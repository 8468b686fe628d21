//! # Application State
//!
//! Core state for the storefront shell. Presentation state lives in the
//! `tui` module.
//!
//! ```text
//! App
//! ├── store: NavigationStore<MemoryHistory>  // route state + history
//! ├── resolver: PageResolver                 // route → view
//! ├── status_message: String                 // status bar text
//! └── route_changes: Rc<Cell<u64>>           // bumped by a store observer
//! ```
//!
//! State changes only happen through `update(state, action)` in action.rs.

use log::info;
use std::cell::Cell;
use std::rc::Rc;

use crate::core::config::ResolvedConfig;
use crate::core::location::MemoryHistory;
use crate::core::resolver::{PageResolver, UnknownRoutePolicy, View};
use crate::core::store::NavigationStore;

pub struct App {
    pub store: NavigationStore<MemoryHistory>,
    pub resolver: PageResolver,
    pub status_message: String,
    route_changes: Rc<Cell<u64>>,
}

impl App {
    pub fn new(history: MemoryHistory, policy: UnknownRoutePolicy) -> Self {
        let mut store = NavigationStore::new(history);
        let route_changes = Rc::new(Cell::new(0));
        let counter = Rc::clone(&route_changes);
        store.subscribe(move |route| {
            counter.set(counter.get() + 1);
            info!("Route changed to {} ({} params)", route.page, route.params.len());
        });

        Self {
            store,
            resolver: PageResolver::new(policy),
            status_message: String::from("Welcome to the storefront!"),
            route_changes,
        }
    }

    pub fn from_config(config: &ResolvedConfig) -> Self {
        let history = MemoryHistory::new(&config.start_location).with_limit(config.history_limit);
        Self::new(history, config.unknown_route)
    }

    /// The view for the current route.
    pub fn view(&self) -> View {
        self.resolver.resolve(self.store.current())
    }

    /// How many distinct route changes observers have seen so far.
    pub fn route_changes(&self) -> u64 {
        self.route_changes.get()
    }
}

_DIRECTIONS_. Transcribe exactly, and only, the lines from the one holding "the current route." through the final line of the listing.

_OUTPUT FOR THIS TASK_.
    /// The view for the current route.
    pub fn view(&self) -> View {
        self.resolver.resolve(self.store.current())
    }

    /// How many distinct route changes observers have seen so far.
    pub fn route_changes(&self) -> u64 {
        self.route_changes.get()
    }
}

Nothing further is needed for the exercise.